Furthermore, as someone who has this happen to them all the time, these assumptions only make me question my identity more, feel more uncomfortable about who I am and feel like I’m doing something wrong or not behaving in the way that I should. I’m surprised that it has gotten to a point where I actually feel uncomfortable about the fact that I’m straight. The cumulative effect of these assumptions and the consistent insistence that I must be gay is that even though I know that I am not attracted to men, I feel like I’m somehow doing something wrong or not behaving correctly. This makes me feel incredibly uncomfortable with who I am. For example, I’m really, really uncomfortable with dancing. Only a few weeks ago, I was told by someone that that must be because I’m repressing something (how very subtle). But it’s not because I’m repressing the fact that I’m secretly gay. It’s because I’m not comfortable with who I am in a way that has nothing to do with my sexuality, and having people say things like that only makes me more uncomfortable in my own skin, and more questioning of my actions and the way people perceive them.
The second problem is that it makes me feel even more insecure about the fact that I’m not particularly masculine. The nature of social norms around masculinity is that men feel pressured into acting as masculine as possible. I am well aware of the fact that notions of masculinity are baseless and stupid – yet I still can’t help but wish that I was more masculine. That’s the bizarre paradox of masculinity: I wholly believe that I don’t need to act in a way that is typically masculine, but I still can’t help but want to. It affects me in strange ways, too. For example, I’ve wanted to cry countless times since I hit puberty, but I’m nearly always physically unable to. And that means that I struggle to express and let out my sadness, it means that it’s harder for me to deal with it, and it pushes me towards either just wallowing in the fact that I feel shitty, or taking it out on other people. I feel trapped by masculinity, because although I’m fully aware of the fact that I should be able to cry, there’s still a part of me that won’t allow it. When the message that you send is that for me to be straight I have to be masculine, you force me to try and identify with those masculine attributes. You push me towards trying to be someone that I’m not, and trying to engage with a form of identity that I’ve been trying my hardest to escape from.
Even further to that, people’s continuous insistence that I must be gay makes me want to change my behaviour to stop them. Even after I explain that I’m just not attracted to men, or that I have a girlfriend, the same people tend to immediately brush what I say aside, in a, “You say that, but we both know it’s not true,” kind of way.
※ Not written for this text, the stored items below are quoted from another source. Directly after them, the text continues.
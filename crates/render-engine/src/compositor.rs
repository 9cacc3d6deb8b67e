//! Canvas Compositor: allocate the virtual-desktop canvas and paste each
//! monitor's rendered tile at its rebased position.

use std::path::Path;

use deskwall_common::error::{WallError, WallResult};
use deskwall_layout::{Monitor, Rectangle};
use image::{imageops, Rgba, RgbaImage};

use crate::renderer::RenderedTile;

/// Allocate a `#000000` canvas sized to `desktop` and paste `tiles[i]` (if
/// present) at `monitors[i].virt_pos`, in ascending monitor index order so
/// composition is deterministic. Later indices overwrite earlier ones on
/// overlap, though overlap is not expected in a correctly rebased layout.
pub fn composite(desktop: Rectangle, monitors: &[Monitor], tiles: &[RenderedTile]) -> RgbaImage {
    let mut canvas =
        RgbaImage::from_pixel(desktop.width.max(1), desktop.height.max(1), Rgba([0, 0, 0, 255]));

    for (monitor, tile) in monitors.iter().zip(tiles.iter()) {
        if let Some(tile) = tile {
            imageops::overlay(
                &mut canvas,
                tile,
                monitor.virt_pos.x as i64,
                monitor.virt_pos.y as i64,
            );
        }
    }

    canvas
}

/// Write the canvas to `path` via a temp-file-then-rename so the platform
/// never observes a partially written file.
pub fn write_canvas(canvas: &RgbaImage, path: &Path) -> WallResult<()> {
    let tmp_path = path.with_extension(format!(
        "{}.tmp",
        path.extension().and_then(|e| e.to_str()).unwrap_or("out")
    ));

    canvas.save(&tmp_path).map_err(|e| WallError::WriteFailed {
        path: path.to_path_buf(),
        message: e.to_string(),
    })?;

    std::fs::rename(&tmp_path, path).map_err(|e| WallError::WriteFailed {
        path: path.to_path_buf(),
        message: e.to_string(),
    })?;

    Ok(())
}

#[cfg(test)]
mod tests {
    use super::*;
    use deskwall_layout::{MonitorInfo, Orientation, Point};

    fn placed(name: &str, x: i32, y: i32, w: u32, h: u32) -> Monitor {
        Monitor {
            info: MonitorInfo {
                name: name.to_string(),
                x,
                y,
                width: w,
                height: h,
                orientation: Orientation::Landscape0,
                active: true,
                is_primary: x == 0 && y == 0,
            },
            virt_pos: Point { x, y },
        }
    }

    #[test]
    fn canvas_size_matches_desktop_rectangle() {
        let desktop = Rectangle {
            x: 0,
            y: 0,
            width: 4480,
            height: 1440,
        };
        let canvas = composite(desktop, &[], &[]);
        assert_eq!(canvas.width(), 4480);
        assert_eq!(canvas.height(), 1440);
    }

    #[test]
    fn missing_tile_leaves_background_color_showing() {
        let desktop = Rectangle {
            x: 0,
            y: 0,
            width: 100,
            height: 100,
        };
        let monitors = vec![placed("a", 0, 0, 100, 100)];
        let canvas = composite(desktop, &monitors, &[None]);
        assert_eq!(canvas.get_pixel(10, 10), &Rgba([0, 0, 0, 255]));
    }

    #[test]
    fn tile_is_pasted_at_its_virt_pos() {
        let desktop = Rectangle {
            x: 0,
            y: 0,
            width: 200,
            height: 100,
        };
        let monitors = vec![placed("a", 0, 0, 100, 100), placed("b", 100, 0, 100, 100)];
        let tile_a = RgbaImage::from_pixel(100, 100, Rgba([255, 0, 0, 255]));
        let tile_b = RgbaImage::from_pixel(100, 100, Rgba([0, 255, 0, 255]));
        let canvas = composite(desktop, &monitors, &[Some(tile_a), Some(tile_b)]);
        assert_eq!(canvas.get_pixel(10, 10), &Rgba([255, 0, 0, 255]));
        assert_eq!(canvas.get_pixel(150, 10), &Rgba([0, 255, 0, 255]));
    }

    #[test]
    fn write_canvas_round_trips_through_temp_rename() {
        let dir = tempfile::tempdir().unwrap();
        let path = dir.path().join("wallpaper_generated.png");
        let canvas = RgbaImage::from_pixel(10, 10, Rgba([1, 2, 3, 255]));
        write_canvas(&canvas, &path).unwrap();
        assert!(path.exists());
        let tmp = path.with_extension("png.tmp");
        assert!(!tmp.exists());
    }
}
One of the worst effects of this is that I do feel a pressure to change the way I act to somehow prove the fact that I’m attracted to women. When people tell me that I must be gay because in some of my Facebook profile pictures I’m posing with another guy, it means that I’m less comfortable forming close friendships with men. I’m less comfortable hugging men. I can guarantee right now that my next profile picture will be a picture of me, alone. But it really shouldn’t have to be.
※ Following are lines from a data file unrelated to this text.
//! Monitor enumeration on Linux via `xrandr`/`wlr-randr` output parsing.

use std::process::Command;

use deskwall_common::error::WallResult;
use deskwall_layout::{MonitorInfo, Orientation};

/// The `DisplaySource` collaborator contract: enumerate currently connected
/// monitors, in a stable index order matching the config file's `monitor[]`
/// array.
pub trait DisplaySource {
    fn enumerate(&self) -> WallResult<Vec<MonitorInfo>>;
}

/// Display server family, used only to pick a parse order preference.
#[derive(Debug, Clone, Copy, PartialEq, Eq)]
enum DisplayServerKind {
    Wayland,
    X11,
    Unknown,
}

/// xrandr/wlr-randr backed display source for X11 and wlroots-based Wayland
/// compositors.
#[derive(Debug, Default)]
pub struct LinuxDisplaySource;

impl DisplaySource for LinuxDisplaySource {
    fn enumerate(&self) -> WallResult<Vec<MonitorInfo>> {
        tracing::debug!("enumerating monitors");

        let server = detect_display_server();
        let monitors = match server {
            DisplayServerKind::Wayland => parse_wlr_randr_output().or_else(parse_xrandr_output),
            DisplayServerKind::X11 => parse_xrandr_output().or_else(parse_wlr_randr_output),
            DisplayServerKind::Unknown => {
                parse_xrandr_output().or_else(parse_wlr_randr_output)
            }
        }
        .unwrap_or_else(default_monitor);

        Ok(monitors)
    }
}

fn detect_display_server() -> DisplayServerKind {
    match std::env::var("XDG_SESSION_TYPE")
        .as_deref()
        .map(str::to_lowercase)
        .as_deref()
    {
        Ok("wayland") => return DisplayServerKind::Wayland,
        Ok("x11" | "mir") => return DisplayServerKind::X11,
        _ => {}
    }

    if std::env::var("WAYLAND_DISPLAY").is_ok() {
        DisplayServerKind::Wayland
    } else if std::env::var("DISPLAY").is_ok() {
        DisplayServerKind::X11
    } else {
        DisplayServerKind::Unknown
    }
}

fn parse_xrandr_output() -> Option<Vec<MonitorInfo>> {
    let output = Command::new("xrandr").arg("--query").output().ok()?;
    if !output.status.success() {
        return None;
    }
    let stdout = String::from_utf8(output.stdout).ok()?;
    parse_xrandr_str(&stdout)
}

/// Map an xrandr rotation keyword to a clockwise [`Orientation`].
fn orientation_from_xrandr_token(token: &str) -> Orientation {
    match token {
        "left" => Orientation::Portrait270,
        "inverted" => Orientation::Landscape180,
        "right" => Orientation::Portrait90,
        _ => Orientation::Landscape0,
    }
}

fn parse_xrandr_str(stdout: &str) -> Option<Vec<MonitorInfo>> {
    let mut monitors = Vec::new();
    let mut lines = stdout.lines().peekable();
    let mut any_active_seen = false;

    while let Some(line) = lines.next() {
        if !line.contains(" connected") || line.contains(" disconnected") {
            continue;
        }

        let mut parts = line.split_whitespace();
        let Some(name) = parts.next() else {
            continue;
        };

        // xrandr geometry token: WxH+X+Y. Present for any monitor with an
        // active mode; absent for connected-but-disabled outputs.
        let geometry_token = line.split_whitespace().find(|token| {
            let has_x = token.contains('x');
            let plus_count = token.chars().filter(|&c| c == '+').count();
            has_x && plus_count >= 2
        });

        let Some(geometry) = geometry_token else {
            tracing::debug!(monitor = name, "connected monitor reports no active mode");
            monitors.push(MonitorInfo {
                name: name.to_string(),
                x: 0,
                y: 0,
                width: 0,
                height: 0,
                orientation: Orientation::Landscape0,
                active: false,
                is_primary: false,
            });
            continue;
        };

        let Some((wh, rest)) = geometry.split_once('+') else {
            continue;
        };
        let Some((w_str, h_str)) = wh.split_once('x') else {
            continue;
        };
        let mut pos_parts = rest.splitn(2, '+');
        let (Some(x_str), Some(y_str)) = (pos_parts.next(), pos_parts.next()) else {
            continue;
        };

        let (Ok(width), Ok(height), Ok(x), Ok(y)) = (
            w_str.parse::<u32>(),
            h_str.parse::<u32>(),
            x_str.parse::<i32>(),
            y_str.parse::<i32>(),
        ) else {
            continue;
        };

        if width == 0 || height == 0 {
            tracing::debug!(monitor = name, width, height, "zero-dimension monitor");
            monitors.push(MonitorInfo {
                name: name.to_string(),
                x,
                y,
                width: 0,
                height: 0,
                orientation: Orientation::Landscape0,
                active: false,
                is_primary: false,
            });
            continue;
        }

        // The rotation keyword (normal/left/inverted/right), when present,
        // follows the geometry token and precedes the capability list.
        let orientation = line
            .split_whitespace()
            .skip_while(|t| *t != geometry)
            .nth(1)
            .map(orientation_from_xrandr_token)
            .unwrap_or(Orientation::Landscape0);

        // Mirror-driver outputs share geometry with an already-seen active
        // monitor; treat the second occurrence as inactive.
        let is_mirror = monitors
            .iter()
            .any(|m: &MonitorInfo| m.active && m.x == x && m.y == y && m.width == width && m.height == height);

        any_active_seen = any_active_seen || !is_mirror;

        monitors.push(MonitorInfo {
            name: name.to_string(),
            x,
            y,
            width,
            height,
            orientation,
            active: !is_mirror,
            is_primary: x == 0 && y == 0,
        });
    }

    if monitors.is_empty() || !any_active_seen {
        None
    } else {
        Some(monitors)
    }
}

fn parse_wlr_randr_output() -> Option<Vec<MonitorInfo>> {
    let output = Command::new("wlr-randr").output().ok()?;
    if !output.status.success() {
        return None;
    }

    let stdout = String::from_utf8(output.stdout).ok()?;
    let mut monitors = Vec::new();

    let mut current_name: Option<String> = None;
    let mut current_width: Option<u32> = None;
    let mut current_height: Option<u32> = None;
    let mut current_x: i32 = 0;
    let mut current_y: i32 = 0;
    let mut current_enabled: bool = true;
    let mut current_transform: Orientation = Orientation::Landscape0;

    let flush_current = |name: &mut Option<String>,
                         width: &mut Option<u32>,
                         height: &mut Option<u32>,
                         x: i32,
                         y: i32,
                         orientation: Orientation,
                         enabled: bool,
                         monitors: &mut Vec<MonitorInfo>| {
        if let Some(name) = name.take() {
            let (w, h) = (width.take(), height.take());
            monitors.push(MonitorInfo {
                name,
                x,
                y,
                width: w.unwrap_or(0),
                height: h.unwrap_or(0),
                orientation,
                active: enabled && w.unwrap_or(0) > 0 && h.unwrap_or(0) > 0,
                is_primary: x == 0 && y == 0,
            });
        }
    };

    for raw_line in stdout.lines() {
        let line = raw_line.trim();
        if line.is_empty() {
            continue;
        }

        if !raw_line.starts_with(' ') && !raw_line.starts_with('\t') {
            flush_current(
                &mut current_name,
                &mut current_width,
                &mut current_height,
                current_x,
                current_y,
                current_transform,
                current_enabled,
                &mut monitors,
            );

            let name = line
                .split('(')
                .next()
                .unwrap_or(line)
                .trim_end_matches(':')
                .trim()
                .to_string();
            current_name = Some(name);
            current_width = None;
            current_height = None;
            current_x = 0;
            current_y = 0;
            current_enabled = true;
            current_transform = Orientation::Landscape0;
            continue;
        }

        if let Some(rest) = line.strip_prefix("Enabled:") {
            let val = rest.trim().to_lowercase();
            current_enabled = val == "yes" || val == "true" || val == "1";
            continue;
        }

        if let Some(rest) = line.strip_prefix("current") {
            let rest = rest.trim();
            if let Some((res, _hz_part)) = rest.split_once(" @ ") {
                let res = res.trim();
                if let Some((w_str, h_str)) = res.split_once('x') {
                    current_width = w_str.trim().parse::<u32>().ok();
                    current_height = h_str.trim().parse::<u32>().ok();
                }
            }
            continue;
        }

        if let Some(rest) = line.strip_prefix("Position:") {
            let mut parts = rest.trim().split(',');
            current_x = parts
                .next()
                .and_then(|v| v.trim().parse::<i32>().ok())
                .unwrap_or(0);
            current_y = parts
                .next()
                .and_then(|v| v.trim().parse::<i32>().ok())
                .unwrap_or(0);
            continue;
        }

        if let Some(rest) = line.strip_prefix("Transform:") {
            current_transform = match rest.trim() {
                "90" => Orientation::Portrait90,
                "180" | "flipped-180" => Orientation::Landscape180,
                "270" => Orientation::Portrait270,
                _ => Orientation::Landscape0,
            };
        }
    }

    flush_current(
        &mut current_name,
        &mut current_width,
        &mut current_height,
        current_x,
        current_y,
        current_transform,
        current_enabled,
        &mut monitors,
    );

    if monitors.iter().any(|m| m.active) {
        Some(monitors)
    } else {
        None
    }
}

fn default_monitor() -> Vec<MonitorInfo> {
    vec![MonitorInfo {
        name: "default".to_string(),
        x: 0,
        y: 0,
        width: 1920,
        height: 1080,
        orientation: Orientation::Landscape0,
        active: true,
        is_primary: true,
    }]
}

#[cfg(test)]
mod tests {
    use super::*;

    const XRANDR_FIXTURE: &str = "\
Screen 0: minimum 320 x 200, current 4480 x 1440, maximum 16384 x 16384
eDP-2 connected primary 2560x1440+1920+0 normal (normal left inverted right x axis y axis) 355mm x 200mm
   2560x1440    240.00*+  60.00 +  59.99    59.99
   1920x1080     60.01    59.97
HDMI-1-0 connected 1080x1920+0+0 left (normal left inverted right x axis y axis) 527mm x 296mm
   1080x1920     60.00*+  75.00    50.00
DP-1-0 disconnected (normal left inverted right x axis y axis)
DP-1-1 disconnected (normal left inverted right x axis y axis)
";

    #[test]
    fn xrandr_parses_two_monitors_correct_geometry() {
        let monitors = parse_xrandr_str(XRANDR_FIXTURE).expect("should parse two monitors");
        assert_eq!(monitors.len(), 2);

        let edp = &monitors[0];
        assert_eq!(edp.name, "eDP-2");
        assert_eq!(edp.width, 2560);
        assert_eq!(edp.height, 1440);
        assert_eq!(edp.x, 1920);
        assert!(edp.active);

        let hdmi = &monitors[1];
        assert_eq!(hdmi.name, "HDMI-1-0");
        assert_eq!(hdmi.width, 1080);
        assert_eq!(hdmi.height, 1920);
        assert_eq!(hdmi.orientation, Orientation::Portrait270);
    }

    #[test]
    fn xrandr_skips_disconnected_monitors() {
        let monitors = parse_xrandr_str(XRANDR_FIXTURE).expect("should parse");
        let names: Vec<&str> = monitors.iter().map(|m| m.name.as_str()).collect();
        assert!(!names.contains(&"DP-1-0"));
        assert!(!names.contains(&"DP-1-1"));
    }

    #[test]
    fn xrandr_connected_no_mode_is_reported_inactive() {
        let input = "\
Screen 0: minimum 320 x 200, current 1920 x 1080, maximum 16384 x 16384
HDMI-1 connected (normal left inverted right x axis y axis)
   1920x1080     60.00 +
eDP-1 connected primary 1920x1080+0+0 normal (normal left inverted right x axis y axis)
   1920x1080     60.00*+
";
        let monitors = parse_xrandr_str(input).expect("should parse at least eDP-1");
        let hdmi = monitors.iter().find(|m| m.name == "HDMI-1").unwrap();
        assert!(!hdmi.active);
        let edp = monitors.iter().find(|m| m.name == "eDP-1").unwrap();
        assert!(edp.active);
    }

    #[test]
    fn all_disconnected_falls_through_to_none() {
        let input = "\
Screen 0: minimum 320 x 200, current 1920 x 1080, maximum 16384 x 16384
DP-1 disconnected (normal left inverted right x axis y axis)
";
        assert!(parse_xrandr_str(input).is_none());
    }
}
The reason this article has been published anonymously is not because I don’t want to be associated with it or are uncomfortable with what I’ve divulged. It’s because hopefully, in not knowing who wrote this, maybe you’ll think about whether you’ve made similar assumptions about people and how it might be affecting them. Assigning any value or identity to an attribute, or making assumptions about anyone’s identity in general, isn’t just stupid. It hurts people.